§ Task item: Give again, word for word, each line below starting at the one that contains "pub trait RemoteCommandCenter: Send" and ending at the one that contains "fn set_enabled(&self, command: RemoteCommand, enabled: bool);".

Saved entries
--
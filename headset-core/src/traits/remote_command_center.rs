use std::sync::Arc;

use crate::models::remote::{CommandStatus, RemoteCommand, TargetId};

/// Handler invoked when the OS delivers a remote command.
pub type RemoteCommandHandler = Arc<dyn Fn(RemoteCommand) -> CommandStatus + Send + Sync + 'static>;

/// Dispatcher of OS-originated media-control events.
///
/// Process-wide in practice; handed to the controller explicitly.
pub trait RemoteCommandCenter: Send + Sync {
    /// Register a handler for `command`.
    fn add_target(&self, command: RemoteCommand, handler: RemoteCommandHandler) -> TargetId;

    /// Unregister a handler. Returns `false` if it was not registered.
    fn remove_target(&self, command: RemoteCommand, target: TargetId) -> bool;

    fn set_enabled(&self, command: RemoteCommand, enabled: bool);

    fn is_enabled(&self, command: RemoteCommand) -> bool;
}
--
§ Result for this exercise:
pub trait RemoteCommandCenter: Send + Sync {
    /// Register a handler for `command`.
    fn add_target(&self, command: RemoteCommand, handler: RemoteCommandHandler) -> TargetId;

    /// Unregister a handler. Returns `false` if it was not registered.
    fn remove_target(&self, command: RemoteCommand, target: TargetId) -> bool;

    fn set_enabled(&self, command: RemoteCommand, enabled: bool);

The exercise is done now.